Uno dei primi modi per aiutare il paziente ad accettare la propria condizione è quello di ascoltarlo e comprendere l’imbarazzo che la situazione comporta. Un buon modo per essere d’aiuto in questa fase iniziale è, per esempio, accompagnarlo dal medico.
Molto importante è anche coinvolgerlo in attività che gli permettano di uscire di casa, dato che tendenzialmente le persone incontinenti tendono ad isolarsi e a chiudersi in casa.

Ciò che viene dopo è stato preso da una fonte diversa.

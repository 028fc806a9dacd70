//! Core QueryKit functionality
//!
//! [`SearchService`] ties the workspace together: it owns an executor bound to
//! a data source (and optional cache) and exposes building, checking and
//! running search descriptors.

use std::sync::Arc;

use cache_system::{SearchCache, build_cache};
use config::{AppConfig, QueryConfig};
use query_executor::{DataSource, ExecutionResult, Executor, PgDataSource, RestDataSource};
use query_model::{
    CommonQueryPatterns, ComplexityScore, QueryBuilder, QueryDescriptor, QueryOptimizer,
    SearchParams, ValidationResult,
};

use crate::errors::QueryKitError;

/// Search entry point for one listings table
pub struct SearchService {
    executor: Executor,
    optimizer: QueryOptimizer,
    patterns: CommonQueryPatterns,
}

impl SearchService {
    /// Build from application config.
    ///
    /// A configured REST endpoint takes precedence over a direct database
    /// connection.
    pub async fn from_config(config: &AppConfig) -> Result<Self, QueryKitError> {
        let source: Arc<dyn DataSource> = if let Some(rest) = &config.rest {
            Arc::new(RestDataSource::new(rest)?)
        } else if let Some(database) = &config.database {
            Arc::new(PgDataSource::connect(database).await?)
        } else {
            return Err(QueryKitError::NoDataSource);
        };

        let service = Self::with_source(source, &config.query);
        match build_cache(&config.cache)? {
            Some(cache) => Ok(service.with_cache(cache)),
            None => Ok(service),
        }
    }

    pub fn with_source(source: Arc<dyn DataSource>, config: &QueryConfig) -> Self {
        Self {
            executor: Executor::new(source, config),
            optimizer: QueryOptimizer::from(config),
            patterns: CommonQueryPatterns::from(config),
        }
    }

    pub fn with_cache(mut self, cache: Arc<dyn SearchCache>) -> Self {
        self.executor = self.executor.with_cache(cache);
        self
    }

    pub fn builder(&self) -> QueryBuilder {
        QueryBuilder::new()
    }

    /// Prebuilt descriptors for common listing searches
    pub fn patterns(&self) -> &CommonQueryPatterns {
        &self.patterns
    }

    pub fn executor(&self) -> &Executor {
        &self.executor
    }

    pub fn validate(&self, descriptor: &QueryDescriptor) -> ValidationResult {
        self.executor.validator().validate(descriptor)
    }

    pub fn analyze(&self, descriptor: &QueryDescriptor) -> ComplexityScore {
        self.optimizer.analyze_complexity(descriptor)
    }

    pub fn suggest_indexes(&self, descriptor: &QueryDescriptor) -> Vec<String> {
        self.optimizer.suggest_indexes(descriptor)
    }

    /// Optimize and run a descriptor
    pub async fn search(&self, descriptor: &QueryDescriptor) -> Result<ExecutionResult, QueryKitError> {
        let optimized = self.optimizer.optimize(descriptor);

        let complexity = self.optimizer.analyze_complexity(&optimized);
        if !complexity.warnings.is_empty() {
            tracing::warn!(
                score = complexity.score,
                warnings = ?complexity.warnings,
                "expensive search query"
            );
        }
        debug_log!("running search with complexity score {}", complexity.score);

        Ok(self.executor.execute(&optimized).await?)
    }

    /// Run a search described by flat request parameters
    pub async fn search_params(&self, params: &SearchParams) -> Result<ExecutionResult, QueryKitError> {
        let descriptor = self.patterns.from_params(params)?;
        self.search(&descriptor).await
    }

    /// Check the data source is reachable
    pub async fn health_check(&self) -> Result<(), QueryKitError> {
        self.executor.source().health_check().await?;
        Ok(())
    }
}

Un valido aiuto può risultare dai gruppi di sostegno composti da persone nella stessa situazione, nei quali i partecipanti possono confrontarsi a vicenda

 

L’igiene personale nel paziente con incontinenza

Una corretta igiene intima è fondamentale in presenza di incontinenza urinaria.

Lavarsi riduce il ristagno dell’urina sulla cute evitando irritazioni, ed è una buona idea applicare prodotti che ricreino lo scudo protettivo delle mucose e siano antisettici.
Occorre prestare attenzione anche al detergente giusto che deve avere un pH neutro e che riduca al minimo il rischio di allergie.
Inoltre può essere necessario cambiarsi più spesso, magari dopo ogni detersione.

Particolare attenzione va prestata in presenza di cateteri, dove è importanti affidarsi a personale qualificato quali OSS o Infermieri.